I am all about starting, launching and getting going. Propulsion thrills me. Velocity thrills me. “Your best you. Starting now”, remember?

So, while I’m a big starter, I’m also pretty fascinated by those who are big FINISHERS. Enter the fabulous, inspiring and über-cool Dyana Valentine. Her motto? “Helping self-starters self-finish: one project at a time”.Picture-15-150x150

She’s been on my radar for a while, though it wasn’t until she issued a challenge that I decided to say “howdy”. Her challenge : 40 Days of Our Bodies – a commitment to tending to our bodies for 40 days and noticing the shifts that arise.

I decided to jump on in with committing to 40 days of yoga. No small feat, right? Hatha = hard. Here’s the kicker though. I LOVE yoga. Making room for a daily practice is a challenge, yes, but I started to feel that I was cheating myself out of the substance of this exercise…kinda like a vegan giving up liver and onions for Lent. So I looked a little deeper and I didn’t much care for what I saw…which is precisely when I discovered what I had to do.

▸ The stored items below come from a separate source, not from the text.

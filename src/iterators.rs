//! Iterator utilities for working with probe results.

use core::fmt;
use core::time::Duration;

use crate::types::ProbeResult;

/// Extension trait for slices of `ProbeResult` to provide summary functionality
pub trait ProbeResultSliceExt {
    /// Get summary statistics
    fn summary(&self) -> ResultSummary;
    /// Get successful results
    fn successful_results(&self) -> impl Iterator<Item = &ProbeResult>;
    /// Get failed results
    fn failed_results(&self) -> impl Iterator<Item = &ProbeResult>;
}

impl ProbeResultSliceExt for [ProbeResult] {
    fn summary(&self) -> ResultSummary {
        let successful_count = self.successful_results().count();

        ResultSummary {
            total_targets: self.len(),
            successful_count,
            failed_count: self.len() - successful_count,
            total_elapsed: self.iter().map(|r| r.elapsed).sum(),
            slowest: self
                .iter()
                .max_by_key(|r| r.elapsed)
                .map(|r| (r.request.endpoint(), r.elapsed)),
        }
    }

    fn successful_results(&self) -> impl Iterator<Item = &ProbeResult> {
        self.iter().filter(|r| r.success)
    }

    fn failed_results(&self) -> impl Iterator<Item = &ProbeResult> {
        self.iter().filter(|r| !r.success)
    }
}

/// Summary statistics for a run
#[derive(Debug, Clone, PartialEq, Eq)]
pub struct ResultSummary {
    pub total_targets: usize,
    pub successful_count: usize,
    pub failed_count: usize,
    /// Sum of every probe's elapsed time; probes run one after another
    pub total_elapsed: Duration,
    /// Endpoint and elapsed time of the slowest probe
    pub slowest: Option<(String, Duration)>,
}

impl ResultSummary {
    #[must_use]
    pub const fn all_successful(&self) -> bool {
        self.failed_count == 0
    }
}

impl fmt::Display for ResultSummary {
    fn fmt(&self, f: &mut fmt::Formatter<'_>) -> fmt::Result {
        write!(
            f,
            "Targets: {}/{} connected, {} failed, elapsed: {:?}",
            self.successful_count, self.total_targets, self.failed_count, self.total_elapsed
        )
    }
}

#[cfg(test)]
mod tests {
    use super::*;
    use crate::types::TargetSpec;

    fn result(port: u16, success: bool, elapsed_ms: u64) -> ProbeResult {
        let target = TargetSpec::new("n", "tcp", "localhost", port);
        let mut record = ProbeResult::new(&target, Duration::from_secs(10))
            .with_elapsed(Duration::from_millis(elapsed_ms));
        record.success = success;
        if !success {
            record.failure_message = "Test error".to_string();
        }
        record
    }

    #[test]
    fn successful_and_failed_results() {
        let results = vec![result(8080, true, 100), result(8081, false, 200), result(8082, true, 150)];

        let successful: Vec<_> = results.successful_results().collect();
        assert_eq!(successful.len(), 2);
        assert!(successful.iter().all(|r| r.success));

        let failed: Vec<_> = results.failed_results().collect();
        assert_eq!(failed.len(), 1);
        assert_eq!(failed[0].request.port, 8081);
    }

    #[test]
    fn summary_counts_and_elapsed() {
        let results = vec![result(8080, true, 100), result(8081, false, 200), result(8082, true, 150)];

        let summary = results.summary();
        assert_eq!(summary.total_targets, 3);
        assert_eq!(summary.successful_count, 2);
        assert_eq!(summary.failed_count, 1);
        assert!(!summary.all_successful());
        assert_eq!(summary.total_elapsed, Duration::from_millis(450));
        assert_eq!(
            summary.slowest,
            Some(("tcp://localhost:8081".to_string(), Duration::from_millis(200)))
        );
    }

    #[test]
    fn summary_empty() {
        let results: Vec<ProbeResult> = vec![];
        let summary = results.summary();

        assert_eq!(summary.total_targets, 0);
        assert_eq!(summary.failed_count, 0);
        assert!(summary.all_successful());
        assert_eq!(summary.total_elapsed, Duration::ZERO);
        assert_eq!(summary.slowest, None);
    }

    #[test]
    fn summary_display() {
        let results = vec![result(8080, true, 100)];
        let display = results.summary().to_string();
        assert!(display.contains("1/1 connected"));
        assert!(display.contains("0 failed"));
        assert!(display.contains("100ms"));
    }
}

On October 3rd, I decided to give up the smokes. FOR GOOD. Yup…that’s right. I had been smoking “socially” for the past two years (again). It pains me to type those words: inner monologue goes something like “you should have known better”; “how can you coach people towards self-care if you weren’t walking the talk”; “yucky stinky” and so on.

But self-imposed judgment doesn’t ever work too well with me (which is why I hadn’t managed to REALLY quit before). Here’s what does work for me:

  1. A good and resonant reason…love. I am 37. My mother died at 59. I am madly in love with my family…and I do not want to cheat them out of ME and what I bring to this life. Ain’t nothing more resonant for me than love.
  2. A good challenge…with accountabilities built in. I shared with Dyana and she’s been a valued source of support, inspiration and giggles. I knew she wouldn’t let me fall. And she won’t.

Am on Day 20. Half-way through Ms D’s  challenge…and 20 days into a new and freer chapter in my blessed life.

What do you need to be finished with so that you can get started on your new path?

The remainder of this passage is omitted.